- [Source records]:
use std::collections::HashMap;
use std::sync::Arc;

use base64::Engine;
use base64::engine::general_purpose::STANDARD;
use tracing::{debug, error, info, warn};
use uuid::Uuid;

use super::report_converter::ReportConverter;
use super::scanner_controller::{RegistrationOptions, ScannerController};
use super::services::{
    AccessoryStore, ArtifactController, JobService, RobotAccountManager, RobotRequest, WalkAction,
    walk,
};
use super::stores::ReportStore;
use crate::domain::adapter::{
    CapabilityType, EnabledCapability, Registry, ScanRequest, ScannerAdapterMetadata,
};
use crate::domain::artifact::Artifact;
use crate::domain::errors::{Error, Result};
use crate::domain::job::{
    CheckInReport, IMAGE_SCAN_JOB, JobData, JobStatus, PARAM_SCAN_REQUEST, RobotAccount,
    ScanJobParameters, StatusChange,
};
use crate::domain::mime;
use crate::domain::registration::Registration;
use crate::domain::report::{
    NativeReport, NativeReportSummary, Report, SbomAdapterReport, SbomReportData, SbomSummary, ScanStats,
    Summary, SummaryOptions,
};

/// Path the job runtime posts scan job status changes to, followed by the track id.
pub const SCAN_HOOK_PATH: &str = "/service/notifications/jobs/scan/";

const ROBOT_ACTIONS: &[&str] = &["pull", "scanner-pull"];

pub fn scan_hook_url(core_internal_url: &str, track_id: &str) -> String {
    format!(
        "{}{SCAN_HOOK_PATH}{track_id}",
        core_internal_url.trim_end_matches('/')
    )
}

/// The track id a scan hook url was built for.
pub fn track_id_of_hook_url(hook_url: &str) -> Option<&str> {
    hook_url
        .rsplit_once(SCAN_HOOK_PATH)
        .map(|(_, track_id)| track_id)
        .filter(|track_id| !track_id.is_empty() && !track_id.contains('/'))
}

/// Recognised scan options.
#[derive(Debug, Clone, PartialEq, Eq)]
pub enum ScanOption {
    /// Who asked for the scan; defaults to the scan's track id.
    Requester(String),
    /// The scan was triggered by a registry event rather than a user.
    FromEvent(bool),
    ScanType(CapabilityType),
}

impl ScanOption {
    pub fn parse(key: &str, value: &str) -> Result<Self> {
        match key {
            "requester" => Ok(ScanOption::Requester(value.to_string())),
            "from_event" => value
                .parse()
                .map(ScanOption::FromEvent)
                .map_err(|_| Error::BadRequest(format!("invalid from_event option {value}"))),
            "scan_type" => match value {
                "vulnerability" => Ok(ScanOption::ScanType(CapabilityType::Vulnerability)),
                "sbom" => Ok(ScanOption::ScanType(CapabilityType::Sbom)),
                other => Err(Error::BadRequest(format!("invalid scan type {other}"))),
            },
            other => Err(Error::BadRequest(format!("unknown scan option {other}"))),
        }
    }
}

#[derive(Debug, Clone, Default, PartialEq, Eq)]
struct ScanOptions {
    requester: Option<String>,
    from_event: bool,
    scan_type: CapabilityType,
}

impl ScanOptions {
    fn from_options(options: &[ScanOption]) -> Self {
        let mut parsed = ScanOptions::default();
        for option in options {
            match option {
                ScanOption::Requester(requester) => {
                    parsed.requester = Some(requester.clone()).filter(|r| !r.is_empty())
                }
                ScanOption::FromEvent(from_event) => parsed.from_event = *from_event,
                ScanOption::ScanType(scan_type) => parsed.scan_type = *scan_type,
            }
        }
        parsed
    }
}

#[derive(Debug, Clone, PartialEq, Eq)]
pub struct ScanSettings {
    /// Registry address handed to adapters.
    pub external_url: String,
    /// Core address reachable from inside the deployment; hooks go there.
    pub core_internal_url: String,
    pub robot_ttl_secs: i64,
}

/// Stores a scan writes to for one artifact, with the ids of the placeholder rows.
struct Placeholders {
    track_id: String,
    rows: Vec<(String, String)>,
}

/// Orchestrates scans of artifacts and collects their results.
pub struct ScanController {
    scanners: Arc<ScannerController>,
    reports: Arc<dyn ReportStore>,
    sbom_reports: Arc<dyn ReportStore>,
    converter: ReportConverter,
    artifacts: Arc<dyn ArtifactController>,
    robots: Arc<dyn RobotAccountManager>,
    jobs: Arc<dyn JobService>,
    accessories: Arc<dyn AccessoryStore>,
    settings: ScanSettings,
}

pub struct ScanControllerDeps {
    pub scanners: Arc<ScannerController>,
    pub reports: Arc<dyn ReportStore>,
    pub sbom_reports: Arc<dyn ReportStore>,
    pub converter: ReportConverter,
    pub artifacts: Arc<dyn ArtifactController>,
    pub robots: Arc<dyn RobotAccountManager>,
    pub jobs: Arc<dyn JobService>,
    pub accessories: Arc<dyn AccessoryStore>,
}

- [What is required]: Give the complete listing a second time, exactly as it reads.

- [Final answer]:
use std::collections::HashMap;
use std::sync::Arc;

use base64::Engine;
use base64::engine::general_purpose::STANDARD;
use tracing::{debug, error, info, warn};
use uuid::Uuid;

use super::report_converter::ReportConverter;
use super::scanner_controller::{RegistrationOptions, ScannerController};
use super::services::{
    AccessoryStore, ArtifactController, JobService, RobotAccountManager, RobotRequest, WalkAction,
    walk,
};
use super::stores::ReportStore;
use crate::domain::adapter::{
    CapabilityType, EnabledCapability, Registry, ScanRequest, ScannerAdapterMetadata,
};
use crate::domain::artifact::Artifact;
use crate::domain::errors::{Error, Result};
use crate::domain::job::{
    CheckInReport, IMAGE_SCAN_JOB, JobData, JobStatus, PARAM_SCAN_REQUEST, RobotAccount,
    ScanJobParameters, StatusChange,
};
use crate::domain::mime;
use crate::domain::registration::Registration;
use crate::domain::report::{
    NativeReport, NativeReportSummary, Report, SbomAdapterReport, SbomReportData, SbomSummary, ScanStats,
    Summary, SummaryOptions,
};

/// Path the job runtime posts scan job status changes to, followed by the track id.
pub const SCAN_HOOK_PATH: &str = "/service/notifications/jobs/scan/";

const ROBOT_ACTIONS: &[&str] = &["pull", "scanner-pull"];

pub fn scan_hook_url(core_internal_url: &str, track_id: &str) -> String {
    format!(
        "{}{SCAN_HOOK_PATH}{track_id}",
        core_internal_url.trim_end_matches('/')
    )
}

/// The track id a scan hook url was built for.
pub fn track_id_of_hook_url(hook_url: &str) -> Option<&str> {
    hook_url
        .rsplit_once(SCAN_HOOK_PATH)
        .map(|(_, track_id)| track_id)
        .filter(|track_id| !track_id.is_empty() && !track_id.contains('/'))
}

/// Recognised scan options.
#[derive(Debug, Clone, PartialEq, Eq)]
pub enum ScanOption {
    /// Who asked for the scan; defaults to the scan's track id.
    Requester(String),
    /// The scan was triggered by a registry event rather than a user.
    FromEvent(bool),
    ScanType(CapabilityType),
}

impl ScanOption {
    pub fn parse(key: &str, value: &str) -> Result<Self> {
        match key {
            "requester" => Ok(ScanOption::Requester(value.to_string())),
            "from_event" => value
                .parse()
                .map(ScanOption::FromEvent)
                .map_err(|_| Error::BadRequest(format!("invalid from_event option {value}"))),
            "scan_type" => match value {
                "vulnerability" => Ok(ScanOption::ScanType(CapabilityType::Vulnerability)),
                "sbom" => Ok(ScanOption::ScanType(CapabilityType::Sbom)),
                other => Err(Error::BadRequest(format!("invalid scan type {other}"))),
            },
            other => Err(Error::BadRequest(format!("unknown scan option {other}"))),
        }
    }
}

#[derive(Debug, Clone, Default, PartialEq, Eq)]
struct ScanOptions {
    requester: Option<String>,
    from_event: bool,
    scan_type: CapabilityType,
}

impl ScanOptions {
    fn from_options(options: &[ScanOption]) -> Self {
        let mut parsed = ScanOptions::default();
        for option in options {
            match option {
                ScanOption::Requester(requester) => {
                    parsed.requester = Some(requester.clone()).filter(|r| !r.is_empty())
                }
                ScanOption::FromEvent(from_event) => parsed.from_event = *from_event,
                ScanOption::ScanType(scan_type) => parsed.scan_type = *scan_type,
            }
        }
        parsed
    }
}

#[derive(Debug, Clone, PartialEq, Eq)]
pub struct ScanSettings {
    /// Registry address handed to adapters.
    pub external_url: String,
    /// Core address reachable from inside the deployment; hooks go there.
    pub core_internal_url: String,
    pub robot_ttl_secs: i64,
}

/// Stores a scan writes to for one artifact, with the ids of the placeholder rows.
struct Placeholders {
    track_id: String,
    rows: Vec<(String, String)>,
}

/// Orchestrates scans of artifacts and collects their results.
pub struct ScanController {
    scanners: Arc<ScannerController>,
    reports: Arc<dyn ReportStore>,
    sbom_reports: Arc<dyn ReportStore>,
    converter: ReportConverter,
    artifacts: Arc<dyn ArtifactController>,
    robots: Arc<dyn RobotAccountManager>,
    jobs: Arc<dyn JobService>,
    accessories: Arc<dyn AccessoryStore>,
    settings: ScanSettings,
}

pub struct ScanControllerDeps {
    pub scanners: Arc<ScannerController>,
    pub reports: Arc<dyn ReportStore>,
    pub sbom_reports: Arc<dyn ReportStore>,
    pub converter: ReportConverter,
    pub artifacts: Arc<dyn ArtifactController>,
    pub robots: Arc<dyn RobotAccountManager>,
    pub jobs: Arc<dyn JobService>,
    pub accessories: Arc<dyn AccessoryStore>,
}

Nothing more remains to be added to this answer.